RECORDING
If the first volume of Mahan Esfahani’s foray into Bach’s keyboard music showcased the youthful flamboyance of the Toccatas, the sequel embraces a composer pushing at the boundaries of the suite, upscaling its possibilities through an encyclopaedic assault buttressed by assorted national styles, compositional techniques old and new and an array of ‘Galantieren’ ranging from Rondeau and Capriccio to Burlesca and Scherzo. All keyboard life is there, and they raise plenty of issues for a performer. Esfahani is keen to tackle them head on, and his liner notes make for required reading as a starting point—otherwise you might wonder why the usually Frenchified opening of the C minor Partita has been interpreted in the style of one of CPE Bach’s improvisatory fantasias, or what’s going on in the E minor’s Gigue whose brow-furrowing quirkiness is unpacked with an urgency and ferocity that lines it up as a precursor to Beethoven’s Grosse Fuge!

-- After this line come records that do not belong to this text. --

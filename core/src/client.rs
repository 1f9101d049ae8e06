//! Blocking client facade for the Transkit API.
//!
//! # Design
//! Every operation is split in three steps: a `build_*` method that checks
//! preconditions and produces an `HttpRequest`, one round trip through the
//! `Transport`, and `parse_response` which maps the status and decodes the
//! body. The build and parse halves never touch the network, so they can be
//! exercised directly in tests.
//!
//! Configuration setters take `&mut self`; the operations take `&self` and
//! can be shared freely once the client is configured.

use std::fmt;

use serde::de::DeserializeOwned;
use serde::Serialize;
use serde_json::Value;
use tracing::debug;

use crate::config::ClientConfig;
use crate::endpoint::join_url;
use crate::error::{Result, TranskitError};
use crate::http::{HttpMethod, HttpRequest, HttpResponse, Transport, UreqTransport};
use crate::types::{
    ConsumedQuota, OfflineTranscriptionRequest, OfflineTranscriptionResponse,
    OfflineTranscriptionStatusResponse, OnlineTranscriptionRequest, OnlineTranscriptionResponse,
};

/// Production API endpoint.
pub const DEFAULT_ENDPOINT: &str = "https://api.transkit.vicomtech.org/";

pub const PATH_ONLINE_TRANSCRIPTION: &str = "online/transcribe";
pub const PATH_OFFLINE_TRANSCRIPTION: &str = "offline/transcribe";
pub const PATH_OFFLINE_TRANSCRIPTION_STATUS: &str = "offline/status";
pub const PATH_GET_QUOTA: &str = "quota";

/// Client handle holding the API key, endpoint and optional extra config.
#[derive(Clone)]
pub struct Transkit<T = UreqTransport> {
    key: String,
    endpoint: String,
    extra_config: Option<Value>,
    transport: T,
}

impl<T: fmt::Debug> fmt::Debug for Transkit<T> {
    fn fmt(&self, f: &mut fmt::Formatter<'_>) -> fmt::Result {
        let key = if self.key.is_empty() { "" } else { "<redacted>" };
        f.debug_struct("Transkit")
            .field("key", &key)
            .field("endpoint", &self.endpoint)
            .field("extra_config", &self.extra_config)
            .field("transport", &self.transport)
            .finish()
    }
}

impl Transkit<UreqTransport> {
    /// Client for the production endpoint using the default blocking transport.
    pub fn new(key: impl Into<String>) -> Self {
        Self::with_transport(key, UreqTransport::new())
    }

    pub fn from_config(config: &ClientConfig) -> Self {
        let mut client = Self::with_transport(config.api_key.clone(), config.transport());
        client.set_endpoint(config.endpoint.clone());
        client
    }
}

impl<T: Transport> Transkit<T> {
    pub fn with_transport(key: impl Into<String>, transport: T) -> Self {
        Self {
            key: key.into(),
            endpoint: DEFAULT_ENDPOINT.to_string(),
            extra_config: None,
            transport,
        }
    }

    /// Set the key and reset the endpoint to the production default.
    /// The key is not validated.
    pub fn init(&mut self, key: impl Into<String>) {
        self.key = key.into();
        self.endpoint = DEFAULT_ENDPOINT.to_string();
    }

    pub fn set_key(&mut self, key: impl Into<String>) {
        self.key = key.into();
    }

    /// Override the base URL. It is only parsed on the next call.
    pub fn set_endpoint(&mut self, endpoint: impl Into<String>) {
        self.endpoint = endpoint.into();
    }

    /// Store a value sent as `config` on subsequent offline requests.
    /// `None` or a JSON `null` clears it.
    pub fn set_config(&mut self, config: Option<Value>) {
        self.extra_config = config.filter(|v| !v.is_null());
    }

    /// Like `set_config`, for any serializable value. Values that serialize
    /// to `null`, such as `None`, clear it.
    pub fn set_config_from<S: Serialize>(&mut self, config: &S) -> Result<()> {
        let value = serde_json::to_value(config).map_err(TranskitError::Marshal)?;
        self.set_config(Some(value));
        Ok(())
    }

    pub fn key(&self) -> &str {
        &self.key
    }

    pub fn endpoint(&self) -> &str {
        &self.endpoint
    }

    pub fn config(&self) -> Option<&Value> {
        self.extra_config.as_ref()
    }

    pub fn transport(&self) -> &T {
        &self.transport
    }

    /// Synchronous transcription of base64 `audio` with `pipeline`.
    pub fn transcribe_online(
        &self,
        audio: &str,
        pipeline: &str,
        tags: &[&str],
    ) -> Result<OnlineTranscriptionResponse> {
        let request = self.build_transcribe_online(audio, pipeline, tags)?;
        parse_response(self.transport.execute(&request)?)
    }

    /// Submit the audio at `audio_url` for asynchronous transcription.
    pub fn transcribe_offline(
        &self,
        audio_url: &str,
        pipeline: &str,
        tags: &[&str],
    ) -> Result<OfflineTranscriptionResponse> {
        let request = self.build_transcribe_offline(audio_url, pipeline, tags)?;
        parse_response(self.transport.execute(&request)?)
    }

    pub fn transcribe_offline_status(&self, id: &str) -> Result<OfflineTranscriptionStatusResponse> {
        let request = self.build_transcribe_offline_status(id)?;
        parse_response(self.transport.execute(&request)?)
    }

    pub fn get_quota(&self) -> Result<ConsumedQuota> {
        let request = self.build_get_quota()?;
        parse_response(self.transport.execute(&request)?)
    }

    /// The online request never carries the stored extra config.
    pub fn build_transcribe_online(
        &self,
        audio: &str,
        pipeline: &str,
        tags: &[&str],
    ) -> Result<HttpRequest> {
        if audio.is_empty() || pipeline.is_empty() {
            return Err(TranskitError::InvalidParameters);
        }

        let body = OnlineTranscriptionRequest {
            audio: audio.to_string(),
            pipeline: pipeline.to_string(),
            tags: owned_tags(tags),
        };
        self.post(&[PATH_ONLINE_TRANSCRIPTION], &body)
    }

    pub fn build_transcribe_offline(
        &self,
        audio_url: &str,
        pipeline: &str,
        tags: &[&str],
    ) -> Result<HttpRequest> {
        if audio_url.is_empty() || pipeline.is_empty() {
            return Err(TranskitError::InvalidParameters);
        }

        let body = OfflineTranscriptionRequest {
            pipeline: pipeline.to_string(),
            url: audio_url.to_string(),
            config: self.extra_config.clone(),
            tags: owned_tags(tags),
        };
        self.post(&[PATH_OFFLINE_TRANSCRIPTION], &body)
    }

    /// An empty `id` is not rejected; it targets `offline/status` itself.
    pub fn build_transcribe_offline_status(&self, id: &str) -> Result<HttpRequest> {
        self.require_key()?;
        self.get(&[PATH_OFFLINE_TRANSCRIPTION_STATUS, id])
    }

    pub fn build_get_quota(&self) -> Result<HttpRequest> {
        self.require_key()?;
        self.get(&[PATH_GET_QUOTA])
    }

    fn require_key(&self) -> Result<()> {
        if self.key.is_empty() {
            return Err(TranskitError::NoAuthData);
        }
        Ok(())
    }

    fn get(&self, segments: &[&str]) -> Result<HttpRequest> {
        Ok(HttpRequest {
            method: HttpMethod::Get,
            url: join_url(&self.endpoint, segments)?,
            headers: self.headers(),
            body: None,
        })
    }

    fn post<B: Serialize>(&self, segments: &[&str], body: &B) -> Result<HttpRequest> {
        let url = join_url(&self.endpoint, segments)?;
        let body = serde_json::to_string(body).map_err(TranskitError::Marshal)?;
        Ok(HttpRequest {
            method: HttpMethod::Post,
            url,
            headers: self.headers(),
            body: Some(body),
        })
    }

    /// Sent on every request, GET included. An empty key still yields
    /// `Bearer ` and the server answers 401.
    fn headers(&self) -> Vec<(String, String)> {
        vec![
            ("Content-Type".to_string(), "application/json".to_string()),
            ("Authorization".to_string(), format!("Bearer {}", self.key)),
        ]
    }
}

/// Map the status of `response` to an error, or decode its body as `R`.
pub fn parse_response<R: DeserializeOwned>(response: HttpResponse) -> Result<R> {
    match response.status {
        200 => {
            debug!(bytes = response.body.len(), "decoding response body");
            serde_json::from_str(&response.body).map_err(TranskitError::Decode)
        }
        401 => {
            debug!("server rejected the API key");
            Err(TranskitError::InvalidApiKey)
        }
        status => {
            debug!(status, "unexpected status code");
            Err(TranskitError::InvalidStatusCode(status))
        }
    }
}

fn owned_tags(tags: &[&str]) -> Vec<String> {
    tags.iter().map(|t| t.to_string()).collect()
}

It’s not, incidentally, that Esfahani doesn’t ‘get’ the French Ouverture. He crafts the most dapper specimen imaginable for the D major Partita’s curtain-up. And if there’s some delicious rhythmic playfulness at work in the ‘Menuet’, the swagger of the ‘Aria’ is slightly dissipated in a whimsically fey final gesture. Trevor Pinnock (on Hänssler) or Richard Egarr (Harmonia Mundi) offer less idiosyncratic readings, but then Esfahani has never been one to play it safe. BWV 825’s ‘Menuet 1’ has the solidity of a bürgermeister mindful of his respectability, but its da capo positively boogies, darting embellishments doing the not-so-heavy lifting. A set not for everyone perhaps; but at its pungent best, Esfahani’s joie de vivre can be uniquely captivating.